## [Problem description]
All of the data below is to be written out again exactly.
Available records START
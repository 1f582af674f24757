//! Room Screen
//!
//! Admin room table. Rooms and their types are fetched together in one
//! cycle, filtered by type tabs, and mutated through the add/edit modals
//! and the inline delete confirmation. Every mutation refetches.

use leptos::prelude::*;
use leptos::task::spawn_local;
use leptos_fetch_cycle::create_fetch_cycle;

use crate::api::use_api;
use crate::models::{Room, RoomStatus, RoomType};
use crate::rows;

use super::{DeleteConfirmButton, Flash, FlashBar, Pager, RoomFormModal, TabBar};

#[component]
pub fn RoomScreen() -> impl IntoView {
    let api = use_api();

    let (room_data, set_room_data) = signal(Vec::<Room>::new());
    let (type_data, set_type_data) = signal(Vec::<RoomType>::new());
    let (active_tab, set_active_tab) = signal(rows::ALL_TAB.to_string());
    let (flash, set_flash) = signal(None::<Flash>);
    let (add_open, set_add_open) = signal(false);
    let (editing, set_editing) = signal(None::<Room>);
    let (page, set_page) = signal(0usize);
    let cycle = create_fetch_cycle();

    // Rooms and types land together or not at all; a reload keeps the old
    // rows on screen until the new cycle commits.
    let fetch_api = api.clone();
    Effect::new(move |_| {
        cycle.track();
        let api = fetch_api.clone();
        let ticket = cycle.begin();
        spawn_local(async move {
            match futures::try_join!(api.list_rooms(), api.list_types()) {
                Ok((rooms, types)) => {
                    let committed = ticket.commit(|| {
                        set_room_data.set(rooms);
                        set_type_data.set(types);
                    });
                    // A tab whose type was deleted falls back to "All"
                    if committed
                        && !rows::tab_exists(
                            &type_data.get_untracked(),
                            &active_tab.get_untracked(),
                        )
                    {
                        set_active_tab.set(rows::ALL_TAB.to_string());
                    }
                }
                Err(err) => {
                    web_sys::console::error_1(&format!("[KAMAR] gagal memuat data: {err}").into());
                    if ticket.fail() {
                        set_flash.set(Some(Flash::error(
                            err.user_message_or("Gagal memuat data."),
                        )));
                    }
                }
            }
        });
    });

    let tabs = Signal::derive(move || rows::type_tabs(&type_data.get()));
    let filtered = move || rows::filter_rooms(&room_data.get(), &active_tab.get());
    let total = Signal::derive(move || filtered().len());
    let paged = move || rows::page_slice(&filtered(), page.get(), rows::ROWS_PER_PAGE);

    let delete_api = api.clone();
    let delete_room = Callback::new(move |id: String| {
        let api = delete_api.clone();
        spawn_local(async move {
            match api.delete_room(&id).await {
                Ok(()) => {
                    set_flash.set(Some(Flash::ok("Kamar berhasil dihapus!")));
                    cycle.refresh();
                }
                Err(err) => {
                    web_sys::console::error_1(&format!("[KAMAR] gagal menghapus: {err}").into());
                    set_flash.set(Some(Flash::error(
                        err.user_message_or("Gagal menghapus kamar."),
                    )));
                }
            }
        });
    });

    let row_api = api.clone();

    view! {
        <section class="screen">
            <h1 class="screen-title">"Data Kamar"</h1>
            <FlashBar flash=flash set_flash=set_flash />
            <Show when=move || cycle.phase().is_failed()>
                <button class="retry-btn" on:click=move |_| cycle.refresh()>
                    "Muat Ulang"
                </button>
            </Show>
            <TabBar
                tabs=tabs
                active=active_tab
                set_active=set_active_tab
                add_label="Tambah Kamar"
                on_add=Callback::new(move |_| set_add_open.set(true))
            />
            <Show when=move || cycle.is_loading() && room_data.with(|r| r.is_empty())>
                <div class="loading-note">"Loading data kamar..."</div>
            </Show>
            <table class="data-table">
                <thead>
                    <tr>
                        <th>"Nama Kamar"</th>
                        <th>"Tipe Kamar"</th>
                        <th>"Status"</th>
                        <th>"Gambar"</th>
                        <th>"Aksi"</th>
                    </tr>
                </thead>
                <tbody>
                    <For
                        each=paged
                        key=|room| room.id.clone()
                        children=move |room| {
                            let edit_room = room.clone();
                            let delete_id = room.id.clone();
                            let images = room
                                .images
                                .iter()
                                .map(|image| (row_api.image_url(&image.url), room.name.clone()))
                                .collect::<Vec<_>>();
                            let type_name = room
                                .room_type
                                .as_ref()
                                .map(|t| t.name.clone())
                                .unwrap_or_else(|| "-".to_string());
                            let status_class = if room.status == RoomStatus::Available {
                                "status-badge available"
                            } else {
                                "status-badge unavailable"
                            };
                            view! {
                                <tr>
                                    <td>{room.name.clone()}</td>
                                    <td>{type_name}</td>
                                    <td>
                                        <span class=status_class>
                                            {rows::status_label(room.status)}
                                        </span>
                                    </td>
                                    <td class="image-cell">
                                        {images
                                            .into_iter()
                                            .map(|(src, alt)| view! {
                                                <img class="image-thumb" src=src alt=alt />
                                            })
                                            .collect_view()}
                                    </td>
                                    <td class="row-actions">
                                        <button
                                            class="edit-btn"
                                            on:click=move |_| set_editing.set(Some(edit_room.clone()))
                                        >
                                            "Edit"
                                        </button>
                                        <DeleteConfirmButton
                                            prompt="Apakah Anda yakin ingin menghapus kamar ini?"
                                            on_confirm=Callback::new(move |_| delete_room.run(delete_id.clone()))
                                        />
                                    </td>
                                </tr>
                            }
                        }
                    />
                </tbody>
            </table>
            <Pager page=page set_page=set_page total=total />

            <Show when=move || add_open.get()>
                <RoomFormModal
                    types=type_data
                    on_close=Callback::new(move |_| set_add_open.set(false))
                    on_saved=Callback::new(move |_| {
                        set_add_open.set(false);
                        set_flash.set(Some(Flash::ok("Kamar berhasil ditambahkan!")));
                        cycle.refresh();
                    })
                />
            </Show>
            {move || editing.get().map(|room| view! {
                <RoomFormModal
                    room=room
                    types=type_data
                    on_close=Callback::new(move |_| set_editing.set(None))
                    on_saved=Callback::new(move |_| {
                        set_editing.set(None);
                        set_flash.set(Some(Flash::ok("Kamar berhasil diperbarui!")));
                        cycle.refresh();
                    })
                />
            })}
        </section>
    }
}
Available records END
## [Written reply]
repository 1f582af674f24757
//! Room Screen
//!
//! Admin room table. Rooms and their types are fetched together in one
//! cycle, filtered by type tabs, and mutated through the add/edit modals
//! and the inline delete confirmation. Every mutation refetches.

use leptos::prelude::*;
use leptos::task::spawn_local;
use leptos_fetch_cycle::create_fetch_cycle;

use crate::api::use_api;
use crate::models::{Room, RoomStatus, RoomType};
use crate::rows;

use super::{DeleteConfirmButton, Flash, FlashBar, Pager, RoomFormModal, TabBar};

#[component]
pub fn RoomScreen() -> impl IntoView {
    let api = use_api();

    let (room_data, set_room_data) = signal(Vec::<Room>::new());
    let (type_data, set_type_data) = signal(Vec::<RoomType>::new());
    let (active_tab, set_active_tab) = signal(rows::ALL_TAB.to_string());
    let (flash, set_flash) = signal(None::<Flash>);
    let (add_open, set_add_open) = signal(false);
    let (editing, set_editing) = signal(None::<Room>);
    let (page, set_page) = signal(0usize);
    let cycle = create_fetch_cycle();

    // Rooms and types land together or not at all; a reload keeps the old
    // rows on screen until the new cycle commits.
    let fetch_api = api.clone();
    Effect::new(move |_| {
        cycle.track();
        let api = fetch_api.clone();
        let ticket = cycle.begin();
        spawn_local(async move {
            match futures::try_join!(api.list_rooms(), api.list_types()) {
                Ok((rooms, types)) => {
                    let committed = ticket.commit(|| {
                        set_room_data.set(rooms);
                        set_type_data.set(types);
                    });
                    // A tab whose type was deleted falls back to "All"
                    if committed
                        && !rows::tab_exists(
                            &type_data.get_untracked(),
                            &active_tab.get_untracked(),
                        )
                    {
                        set_active_tab.set(rows::ALL_TAB.to_string());
                    }
                }
                Err(err) => {
                    web_sys::console::error_1(&format!("[KAMAR] gagal memuat data: {err}").into());
                    if ticket.fail() {
                        set_flash.set(Some(Flash::error(
                            err.user_message_or("Gagal memuat data."),
                        )));
                    }
                }
            }
        });
    });

    let tabs = Signal::derive(move || rows::type_tabs(&type_data.get()));
    let filtered = move || rows::filter_rooms(&room_data.get(), &active_tab.get());
    let total = Signal::derive(move || filtered().len());
    let paged = move || rows::page_slice(&filtered(), page.get(), rows::ROWS_PER_PAGE);

    let delete_api = api.clone();
    let delete_room = Callback::new(move |id: String| {
        let api = delete_api.clone();
        spawn_local(async move {
            match api.delete_room(&id).await {
                Ok(()) => {
                    set_flash.set(Some(Flash::ok("Kamar berhasil dihapus!")));
                    cycle.refresh();
                }
                Err(err) => {
                    web_sys::console::error_1(&format!("[KAMAR] gagal menghapus: {err}").into());
                    set_flash.set(Some(Flash::error(
                        err.user_message_or("Gagal menghapus kamar."),
                    )));
                }
            }
        });
    });

    let row_api = api.clone();

    view! {
        <section class="screen">
            <h1 class="screen-title">"Data Kamar"</h1>
            <FlashBar flash=flash set_flash=set_flash />
            <Show when=move || cycle.phase().is_failed()>
                <button class="retry-btn" on:click=move |_| cycle.refresh()>
                    "Muat Ulang"
                </button>
            </Show>
            <TabBar
                tabs=tabs
                active=active_tab
                set_active=set_active_tab
                add_label="Tambah Kamar"
                on_add=Callback::new(move |_| set_add_open.set(true))
            />
            <Show when=move || cycle.is_loading() && room_data.with(|r| r.is_empty())>
                <div class="loading-note">"Loading data kamar..."</div>
            </Show>
            <table class="data-table">
                <thead>
                    <tr>
                        <th>"Nama Kamar"</th>
                        <th>"Tipe Kamar"</th>
                        <th>"Status"</th>
                        <th>"Gambar"</th>
                        <th>"Aksi"</th>
                    </tr>
                </thead>
                <tbody>
                    <For
                        each=paged
                        key=|room| room.id.clone()
                        children=move |room| {
                            let edit_room = room.clone();
                            let delete_id = room.id.clone();
                            let images = room
                                .images
                                .iter()
                                .map(|image| (row_api.image_url(&image.url), room.name.clone()))
                                .collect::<Vec<_>>();
                            let type_name = room
                                .room_type
                                .as_ref()
                                .map(|t| t.name.clone())
                                .unwrap_or_else(|| "-".to_string());
                            let status_class = if room.status == RoomStatus::Available {
                                "status-badge available"
                            } else {
                                "status-badge unavailable"
                            };
                            view! {
                                <tr>
                                    <td>{room.name.clone()}</td>
                                    <td>{type_name}</td>
                                    <td>
                                        <span class=status_class>
                                            {rows::status_label(room.status)}
                                        </span>
                                    </td>
                                    <td class="image-cell">
                                        {images
                                            .into_iter()
                                            .map(|(src, alt)| view! {
                                                <img class="image-thumb" src=src alt=alt />
                                            })
                                            .collect_view()}
                                    </td>
                                    <td class="row-actions">
                                        <button
                                            class="edit-btn"
                                            on:click=move |_| set_editing.set(Some(edit_room.clone()))
                                        >
                                            "Edit"
                                        </button>
                                        <DeleteConfirmButton
                                            prompt="Apakah Anda yakin ingin menghapus kamar ini?"
                                            on_confirm=Callback::new(move |_| delete_room.run(delete_id.clone()))
                                        />
                                    </td>
                                </tr>
                            }
                        }
                    />
                </tbody>
            </table>
            <Pager page=page set_page=set_page total=total />

            <Show when=move || add_open.get()>
                <RoomFormModal
                    types=type_data
                    on_close=Callback::new(move |_| set_add_open.set(false))
                    on_saved=Callback::new(move |_| {
                        set_add_open.set(false);
                        set_flash.set(Some(Flash::ok("Kamar berhasil ditambahkan!")));
                        cycle.refresh();
                    })
                />
            </Show>
            {move || editing.get().map(|room| view! {
                <RoomFormModal
                    room=room
                    types=type_data
                    on_close=Callback::new(move |_| set_editing.set(None))
                    on_saved=Callback::new(move |_| {
                        set_editing.set(None);
                        set_flash.set(Some(Flash::ok("Kamar berhasil diperbarui!")));
                        cycle.refresh();
                    })
                />
            })}
        </section>
    }
}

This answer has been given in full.